Allergic asthma is airway obstruction and chronic inflammation and is triggered by inhaled allergens such as dust mite allergen and pollen. Since inflammation is often associated with an increased generation of reactive oxygen species (ROS), and the biochemical environment in the asthmatic airways is favorable for ROS‐mediated reactions, it can be assumed that oxidative stress is a mechanistically‐imperative factor in asthma. Astragalin (kampferol‐3‐O‐glucopyranoside), a flavonoid with anti‐cancer, antimicrobial properties, has been isolated from tea seeds. This study elucidated whether oxidative stress activated allergic asthmatic responses in airway epithelial BEAS‐2B cells, which was suppressed by treating 1–20 μM astragalin. When airway epithelial cells were exposed to 2 μg/ml LPS, nontoxic astragalin at 1–20 μM suppressed LPS‐induced ROS production, evidenced by fluorescent DCFH‐DA staining.
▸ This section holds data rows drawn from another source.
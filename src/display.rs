use crate::event_log::DisplaySink;
use crate::types::LogEntry;
use std::cell::RefCell;
use std::io::{self, Write};
use std::rc::Rc;

/// Renders entries as plain lines on stdout.
///
/// The terminal scrollback is the viewport, so scroll-to-latest reduces to
/// flushing the stream.
pub struct TerminalSink {
    out: io::Stdout,
}

impl TerminalSink {
    pub fn new() -> Self {
        Self { out: io::stdout() }
    }
}

impl Default for TerminalSink {
    fn default() -> Self {
        Self::new()
    }
}

impl DisplaySink for TerminalSink {
    fn render_append(&mut self, entry: &LogEntry) {
        // Rendering is infallible from the log's point of view; a closed
        // stdout is not worth tearing the probe down for.
        let _ = writeln!(
            self.out,
            "[{}] {:<7} {}",
            entry.timestamp,
            entry.severity.as_str().to_uppercase(),
            entry.message
        );
    }

    fn render_clear(&mut self) {
        let _ = writeln!(self.out, "{}", "-".repeat(60));
    }

    fn scroll_to_latest(&mut self) {
        let _ = self.out.flush();
    }
}

/// Accumulates entries as markup rows matching the original page:
/// a `log-entry <severity>` container with a `log-time` span.
pub struct HtmlSink {
    rows: Vec<String>,
}

impl HtmlSink {
    pub fn new() -> Self {
        Self { rows: Vec::new() }
    }

    /// The rows rendered so far, one markup fragment per entry.
    pub fn rows(&self) -> &[String] {
        &self.rows
    }

    /// Wrap the accumulated rows in the scrollable log container.
    pub fn finish(&self) -> String {
        let mut html = String::from("<div id=\"log\" class=\"log\">\n");
        for row in &self.rows {
            html.push_str("  ");
            html.push_str(row);
            html.push('\n');
        }
        html.push_str("</div>\n");
        html
    }
}

impl Default for HtmlSink {
    fn default() -> Self {
        Self::new()
    }
}

impl DisplaySink for HtmlSink {
    fn render_append(&mut self, entry: &LogEntry) {
        // Message content goes in raw; callers may embed inline markup,
        // matching the original page's innerHTML rendering.
        self.rows.push(format!(
            "<div class=\"log-entry {}\"><span class=\"log-time\">[{}]</span>{}</div>",
            entry.severity.as_str(),
            entry.timestamp,
            entry.message
        ));
    }

    fn render_clear(&mut self) {
        self.rows.clear();
    }

    fn scroll_to_latest(&mut self) {
        // Static markup has no viewport; the container scrolls client-side.
    }
}

/// Lets the caller keep a handle to the sink (e.g. to pull the rendered
/// markup after the run) while the log owns its boxed copy.
impl DisplaySink for Rc<RefCell<HtmlSink>> {
    fn render_append(&mut self, entry: &LogEntry) {
        self.borrow_mut().render_append(entry);
    }

    fn render_clear(&mut self) {
        self.borrow_mut().render_clear();
    }

    fn scroll_to_latest(&mut self) {
        self.borrow_mut().scroll_to_latest();
    }
}

#[cfg(test)]
mod tests {
    use super::*;
    use crate::types::Severity;

    fn entry(message: &str, severity: Severity) -> LogEntry {
        LogEntry::new("12:34:56".into(), message.into(), severity)
    }

    #[test]
    fn html_row_carries_severity_class_and_time_span() {
        let mut sink = HtmlSink::new();
        sink.render_append(&entry("Window opened", Severity::Success));

        assert_eq!(sink.rows().len(), 1);
        let row = &sink.rows()[0];
        assert!(row.starts_with("<div class=\"log-entry success\">"));
        assert!(row.contains("<span class=\"log-time\">[12:34:56]</span>"));
        assert!(row.contains("Window opened"));
    }

    #[test]
    fn html_clear_removes_all_rows() {
        let mut sink = HtmlSink::new();
        sink.render_append(&entry("one", Severity::Info));
        sink.render_append(&entry("two", Severity::Error));
        sink.render_clear();
        assert!(sink.rows().is_empty());
    }

    #[test]
    fn html_message_content_is_inserted_raw() {
        let mut sink = HtmlSink::new();
        sink.render_append(&entry("Window name: <em>(unnamed)</em>", Severity::Info));
        let row = &sink.rows()[0];
        assert!(row.contains("<em>(unnamed)</em>"));
    }

    #[test]
    fn finish_wraps_rows_in_log_container() {
        let mut sink = HtmlSink::new();
        sink.render_append(&entry("one", Severity::Info));
        let html = sink.finish();
        assert!(html.starts_with("<div id=\"log\" class=\"log\">"));
        assert!(html.trim_end().ends_with("</div>"));
        assert!(html.contains("log-entry info"));
    }
}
Astragalin attenuated LPS‐enhanced expression of PKCβ2 and p22phox and H2O2‐upregulated phosphorylation of JNK and p38 rapidly within 30 min. In contrast, the phosphorylation of Akt and ERK increased due to astragalin treatment. Additionally, astragalin attenuated LPS‐ or H2O2‐induced eotaxin‐1 protein expression of epithelial cells. Therefore, dietary astragalin can be effective in ameliorating allergic airway diseases through modulating oxidative stress‐responsive MAPK signaling pathway.